Current law requires that the pricing mechanism for IOU FiTs to be
based on the market price for renewable generation, include the
value of different electricity products including baseload,
peaking and as-available electricity.
This bill requires that the California Public Utilities Commission
(CPUC) mandate, no later than June 1, 2013, that each of the
state's three largest IOUs collectively procure at least 250 MWs
of renewable generating capacity from small renewable biomass or
biogas projects at a price that accounts for the benefits to
ratepayers and the environment and at a price that is consistent
with the operational characteristics of the projects.
BACKGROUND
What is a Feed-in-Tariff? - A FiT is a simple, comprehensible,
transparent contracting mechanism for small renewable generators
to sell power to a utility at predefined terms and conditions,
without contract negotiations. For the IOUs, the FiT operates as a
"must-take" contract in its portfolio. If the participant
generates the power, the IOU must take it and pay for it according
to the pre-defined terms of the FiT.
Small renewable generator FiTs are available in the territories of
the three largest IOUs and provide a 10, 15, or 20-year
fixed-price, non-negotiable contract for systems sized up to 1.5
MW. The CPUC has a rulemaking open to implement the terms of SB
32 (Negrete McLeod, 2009) and SB x1 2 (Simitian, 2011) to expand
the IOU FiT to 3 MWs and modify the pricing mechanism. The total
program allocation between the three IOUs, would be approximately
500 MWs.
Competitive Procurement v. Fixed Price - Since the restructuring
of the electricity industry in California in the 1990s, the CPUC
has relied on a "competitive market first" approach for the
procurement of electricity. The IOUs develop an annual
procurement plan which includes plans under which the IOUs solicit
bids for electricity deliveries. The underlying premise of
wholesale competitive procurement is that ratepayers benefit as a
result of lower cost electricity deliveries. Competitive
procurement also underlies the RPS program which requires IOUs to
establish a competitive process to select renewable contracts
based on least cost and best fit. Competitive markets are
generally thought to benefit ratepayers by using competitive
pressures to lower total costs.
In contrast, a textbook FIT uses administrative processes to set a
fixed price for the purchase of electricity by the IOU, the price
of which does not benefit from competition. Although a FiT may
result in lower transaction costs to renewable developers, it is
not clear that it will result in the best price for renewable
electricity deliveries for ratepayers. It is difficult if not
impossible to administratively set the right price for a FiT. If
the FiT price is too high, the FiT results in a gold rush for
renewable developers at the expense of ratepayers who will
overpay; if the FiT price is too low the FiT will not attract new
investment. What is the chance that a regulatory agency can set
just the right price which will protect ratepayers and bring new
projects online?
Additionally, under a traditional FiT structure the utility
generally has no control over where power is built, whether it's
needed, or whether it is consistent with its renewable procurement
plan. This is particularly critical for renewable resources, some
of which (e.g. solar and wind) do not provide base load power but
are intermittent and must be firmed and shaped by the IOU or ISO.
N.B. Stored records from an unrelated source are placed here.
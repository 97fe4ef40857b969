//! Image Texture

use std::path::Path;
use std::sync::Arc;
use wavefront_core::error::*;
use wavefront_core::geometry::*;
use wavefront_core::spectrum::*;
use wavefront_core::texture::*;

/// Convention for texture coordinates outside [0, 1].
#[derive(Copy, Clone, Debug, Default, PartialEq, Eq)]
pub enum ImageWrap {
    /// Tile the image.
    #[default]
    Repeat,

    /// Extend the border texels.
    Clamp,
}

/// A 2-D array of texels sampled with bilinear filtering. Texel `(0, 0)` is
/// the first one stored and `u` runs along rows.
#[derive(Clone, Debug)]
pub struct ImageTexture {
    /// Width in texels.
    width: usize,

    /// Height in texels.
    height: usize,

    /// Texels in row-major order.
    texels: Vec<Spectrum>,

    /// Wrapping convention.
    wrap: ImageWrap,
}

impl ImageTexture {
    /// Create a new `ImageTexture` from texels.
    ///
    /// * `width`  - Width in texels.
    /// * `height` - Height in texels.
    /// * `texels` - Texels in row-major order.
    /// * `wrap`   - Wrapping convention.
    pub fn new(width: usize, height: usize, texels: Vec<Spectrum>, wrap: ImageWrap) -> Result<Self> {
        if width == 0 || height == 0 || texels.len() != width * height {
            return Err(Error::Image(format!(
                "{} texels do not form a {}x{} texture",
                texels.len(),
                width,
                height
            )));
        }
        Ok(Self {
            width,
            height,
            texels,
            wrap,
        })
    }

    /// Loads an 8-bit or floating point image. 8-bit images are sRGB encoded
    /// and converted to linear values.
    ///
    /// * `path` - Path to the image file.
    /// * `wrap` - Wrapping convention.
    pub fn open<P: AsRef<Path>>(path: P, wrap: ImageWrap) -> Result<Self> {
        let path = path.as_ref();
        let img = image::open(path)
            .map_err(Error::from)
            .with_context(|| format!("loading texture {}", path.display()))?;

        let srgb = !matches!(
            img,
            image::DynamicImage::ImageRgb32F(_) | image::DynamicImage::ImageRgba32F(_)
        );
        let rgb = img.to_rgb32f();
        let (width, height) = (rgb.width() as usize, rgb.height() as usize);
        let texels = rgb
            .pixels()
            .map(|p| {
                let c = p.0.map(|v| if srgb { inverse_gamma_correct(v) } else { v });
                Spectrum::from(c)
            })
            .collect();

        debug!("Loaded {}x{} texture from {}", width, height, path.display());
        Self::new(width, height, texels, wrap)
    }

    /// Returns the resolution in texels.
    pub fn resolution(&self) -> (usize, usize) {
        (self.width, self.height)
    }

    /// Returns the texture as a shared `TextureObject`.
    pub fn into_arc(self) -> ArcTexture {
        Arc::new(self)
    }

    /// Returns a texel after applying the wrapping convention.
    ///
    /// * `s` - Column; may be out of range.
    /// * `t` - Row; may be out of range.
    fn texel(&self, s: i64, t: i64) -> Spectrum {
        let (w, h) = (self.width as i64, self.height as i64);
        let (s, t) = match self.wrap {
            ImageWrap::Repeat => (s.rem_euclid(w), t.rem_euclid(h)),
            ImageWrap::Clamp => (s.clamp(0, w - 1), t.clamp(0, h - 1)),
        };
        self.texels[t as usize * self.width + s as usize]
    }

    /// Bilinearly interpolates the texels around a texture coordinate.
    ///
    /// * `uv` - Texture coordinate.
    fn bilerp(&self, uv: &Point2f) -> Spectrum {
        let s = uv.x * self.width as Float - 0.5;
        let t = uv.y * self.height as Float - 0.5;
        let (s0, t0) = (s.floor(), t.floor());
        let (ds, dt) = (s - s0, t - t0);
        let (s0, t0) = (s0 as i64, t0 as i64);

        self.texel(s0, t0) * ((1.0 - ds) * (1.0 - dt))
            + self.texel(s0 + 1, t0) * (ds * (1.0 - dt))
            + self.texel(s0, t0 + 1) * ((1.0 - ds) * dt)
            + self.texel(s0 + 1, t0 + 1) * (ds * dt)
    }
}

impl Texture2D for ImageTexture {
    fn sample_spectrum(&self, uv: &Point2f) -> Spectrum {
        self.bilerp(uv)
    }

    /// Returns the first channel.
    fn sample_float(&self, uv: &Point2f) -> Float {
        self.bilerp(uv)[0]
    }
}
Federal FiT Restriction - The Federal Power Act grants the Federal
Energy Regulatory Commission jurisdiction over wholesale electric
sales in interstate commerce, including sales made entirely
intrastate and sales delivered locally to a distribution system.
The CPUC can set rates but the rate at which a utility must
purchase power from a facility must be:
"Just and reasonable" to consumers;
In the public interest;
Not discriminate against the facility; and
Not exceed the purchaser's incremental avoided cost.
The commission has litigated the issue of FiT pricing at the FERC
and based on that proceeding has determined that it can
differentiate renewable pricing for particular sources of energy
(e.g. based-load, peaking) but cannot, under federal law,
establish technology-specific pricing.
COMMENTS
1. Author's Purpose . The author reports that the CPUC has
issued a proposed decision (PD) revising the FiT program that
ignores market considerations for small renewable biomass or
biogas projects and fails to promote diversity in resource
technologies. Without differentiating small renewable
biomass and biogas projects from other renewable distributed
generation technologies, opportunities for methane pollution
reduction and clean energy generation will not be
realized?This bill establishes a statewide procurement
requirement of 250 MW from small (less than 5 MW) renewable
biomass or biogas projects that utilize low-emission
technologies from landfills and organic waste diversion
facilities, waste water treatment plants, food and
agricultural processing facilities, animal waste facilities,
and farms. It requires the CPUC to allocate the 250 MW among
the state's three major IOUs.
2. Presupposes CPUC Action . The CPUC has a PD which would
result in a program with a standardized contract for
renewable generation facilities sized under 3 MW based market
prices. The issue presented in this bill was thoroughly
considered by the commission and participating stakeholders
and the PD rejected the technology-specific pricing mechanism
for bioenergy called for by this bill. The PD proposes that
the commission continue its procurement philosophy to:
?create a market for small renewable distributed
generation that harnesses renewable market forces to
set a program price that minimizes costs to
ratepayers, prevents overpayment, and stimulates
market demand.
The PD rejects technology-specific pricing because it "fails
to comply with federal and state law and with our policy
guidelines" for implementing the FiT. Specifically the PD
further opines that:
Technology-specific pricing does not establish a
price based on the renewable market and competitive
pressures, but rather uses administratively-determined
calculations to establish a price based on the costs
plus a fair rate of return to build and operate a
specific technology, which removes any incentive or
ability for competition to decrease contract costs?;
This method does not ensure the maximum value to
the ratepayer and utility...; and
Increases administrative complexity and
increases the transaction costs for the regulator.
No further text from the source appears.